The difficult stories of the sisters in Arizona: There have never been so many dead every day

To medical professionals in the U.S. state of Arizona, it seemed until now that footage of overcrowded hospitals, exhausted nurses, and bodies piled up in morgues showed some remote places like Wuhan or northern Italy.

But now they find themselves on the front lines in the fight against covid-19. Namely, Arizona is becoming one of the world’s hotbeds of coronavirus.

“We take care of the doctors who got infected, we take care of the mothers”

A nurse in the intensive care unit in Phoenix said tears well up in her eyes when she remembers all those people who died of covid-19 in her hospital. Medical staff in the Arizona capital describe crowded emergency services in which patients are placed on a respirator while waiting for a vacancy in an intensive care unit.

“We take care of the doctors who got infected, we take care of the mothers. Last week we took the 48-year-old mother off the life support machine and I stood next to her 17-year-old son until she passed away,” Angela Muzzy said. a nurse at Tucson Medical Center, where all 20 intensive care beds filled for coronavirus patients were filled.

More than 2,400 people were hospitalized in one week

Arizona state hospitals are now full of patients, some of whom are in critical condition. Arizona had more than 66,000 confirmed cases on Friday, up from just over 20,000 on June 1st. Thousands of new infections are reported every day, and so far 1,535 people have died, writes the AP.

More than 2,400 people were hospitalized this week, up from about 1,000 three weeks earlier. More than 600 beds are now filled in the intensive care unit, where two-thirds are infected on respirators and sedatives.

Patients on respirators are placed in an induced coma while machines breathe instead. They are connected to multiple infusions. They can stay in the intensive care unit for weeks or months.

The nurses have a 12-hour work shift, wearing protective suits, masks, gloves and goggles. Patients are cut off from their families, and often from reality. They are often turned on their stomachs to make their breathing easier. This procedure helps patients, but is a very arduous task for medical professionals; sometimes six to eight nurses need to be hired for this.

“She suddenly got worse.”

Younger sisters find it hardest to die young people who were previously healthy. For example, they were very hard hit by the death of a woman under the age of 25 who died in Scottsdale.

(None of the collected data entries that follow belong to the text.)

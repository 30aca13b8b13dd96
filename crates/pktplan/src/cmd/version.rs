use crate::cmd::VersionArgs;
use crate::exit::{CliResult, SUCCESS};

pub fn run(args: VersionArgs) -> CliResult<i32> {
    if !args.extended {
        println!("pktplan {}", env!("CARGO_PKG_VERSION"));
        return Ok(SUCCESS);
    }

    println!("name: pktplan");
    println!("version: {}", env!("CARGO_PKG_VERSION"));
    println!(
        "target: {}",
        option_env!("PKTPLAN_BUILD_TARGET").unwrap_or("unknown")
    );
    println!("target_os: {}", std::env::consts::OS);
    println!("target_arch: {}", std::env::consts::ARCH);
    println!("features: async={}, cli=true", cfg!(feature = "async"));

    Ok(SUCCESS)
}
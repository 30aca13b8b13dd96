mod cmd;
mod exit;
mod logging;
mod output;

use clap::Parser;

use crate::cmd::Command;
use crate::logging::{init_logging, LogFormat, LogLevel};
use crate::output::OutputFormat;

#[derive(Parser, Debug)]
#[command(name = "pktplan", version, about = "Packet codec inspection CLI")]
struct Cli {
    /// Output format.
    #[arg(long, value_name = "FORMAT", global = true)]
    format: Option<OutputFormat>,

    /// Log output format (stderr).
    #[arg(long, value_name = "FORMAT", default_value = "text", global = true)]
    log_format: LogFormat,

    /// Minimum log level (stderr).
    #[arg(long, value_name = "LEVEL", default_value = "info", global = true)]
    log_level: LogLevel,

    #[command(subcommand)]
    command: Command,
}

fn main() {
    let cli = Cli::parse();
    init_logging(cli.log_format, cli.log_level);

    let format = cli.format.unwrap_or_else(OutputFormat::default_for_stdout);
    let result = cmd::run(cli.command, format);

    match result {
        Ok(code) => std::process::exit(code),
        Err(err) => {
            eprintln!("error: {err}");
            std::process::exit(err.code);
        }
    }
}
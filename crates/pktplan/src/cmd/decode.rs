use std::io::Read;

use bytes::Bytes;
use pktplan::demo::DemoCatalogue;
use pktplan::frame::{split_frame, FrameConfig};
use pktplan::{Decoded, RegistryBuilder, RegistryConfig};

use crate::cmd::DecodeArgs;
use crate::exit::{codec_error, frame_error, io_error, CliError, CliResult, DATA_INVALID, SUCCESS};
use crate::output::{parse_hex, print_frames, short_type_name, FrameRecord, OutputFormat};

pub fn run(args: DecodeArgs, format: OutputFormat) -> CliResult<i32> {
    let input = read_input(&args)?;
    let mut wire = if args.hex {
        let text = String::from_utf8(input)
            .map_err(|err| CliError::new(DATA_INVALID, format!("hex input: {err}")))?;
        Bytes::from(parse_hex(&text).map_err(|err| CliError::new(DATA_INVALID, err))?)
    } else {
        Bytes::from(input)
    };

    let config = RegistryConfig {
        frame: FrameConfig {
            multiplexed_id: args.multiplexed_id,
            ..FrameConfig::default()
        },
        strict_trailing_bytes: args.strict,
    };
    let registry = RegistryBuilder::with_config(config)
        .catalogue(&DemoCatalogue)
        .build();

    let mut records = Vec::new();
    let mut failure = None;
    while !wire.is_empty() {
        let context = format!("frame #{}", records.len());
        let frame = match split_frame(&mut wire, &registry.config().frame) {
            Ok(frame) => frame,
            Err(err) => {
                failure = Some(frame_error(&context, err));
                break;
            }
        };

        let mut record = FrameRecord::from_frame(records.len(), &frame);
        match registry.decode_frame(frame) {
            Ok(decoded) => {
                describe(&mut record, decoded);
                records.push(record);
            }
            Err(err) => {
                failure = Some(codec_error(&context, err));
                break;
            }
        }
    }

    tracing::debug!(frames = records.len(), "decoded input");
    print_frames(&records, format);

    match failure {
        Some(err) => Err(err),
        None => Ok(SUCCESS),
    }
}

fn read_input(args: &DecodeArgs) -> CliResult<Vec<u8>> {
    let mut input = Vec::new();
    match &args.input {
        Some(path) if path.as_os_str() != "-" => {
            input = std::fs::read(path)
                .map_err(|err| io_error(&format!("read {}", path.display()), err))?;
        }
        _ => {
            std::io::stdin()
                .read_to_end(&mut input)
                .map_err(|err| io_error("read stdin", err))?;
        }
    }
    Ok(input)
}

fn describe(record: &mut FrameRecord, decoded: Decoded) {
    match decoded {
        Decoded::Packet(packet) => {
            record.status = "decoded";
            record.packet_type = Some(short_type_name(packet.type_name()));
            record.packet = Some(format!("{packet:?}"));
        }
        Decoded::UnknownMessage(_) => record.status = "unknown-message",
        Decoded::UnknownModule(_) => record.status = "unknown-module",
    }
}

“She suddenly got worse,” said Caroline Maloney, a nurse at HonorHealth’s Scottsdale Osborn Medical Center.

“It was very emotional. One nurse couldn’t talk about it at all anymore,” Maloney said.

In another case, a woman in her forties went to the emergency room with symptoms of coronavirus, was tested and sent home. Her family also fell ill and she returned to the hospital when her condition worsened. She soon ended up in the intensive care unit. At first she resisted being put on a respirator.

“She told me she was afraid of intubation. She asked me if I would stay here and hold her hand and I promised her she would be fine,” the nurse said.

“She survived two and a half weeks. We did everything… We did everything we could and she eventually died. Things like that happen all the time, all the time, all the time,” she added.

“I don’t think there’s a shift where someone doesn’t die. It’s awful. We’re already numb,” said another nurse working in the intensive care unit.

“I’ve never seen so many people die every day before,” she said.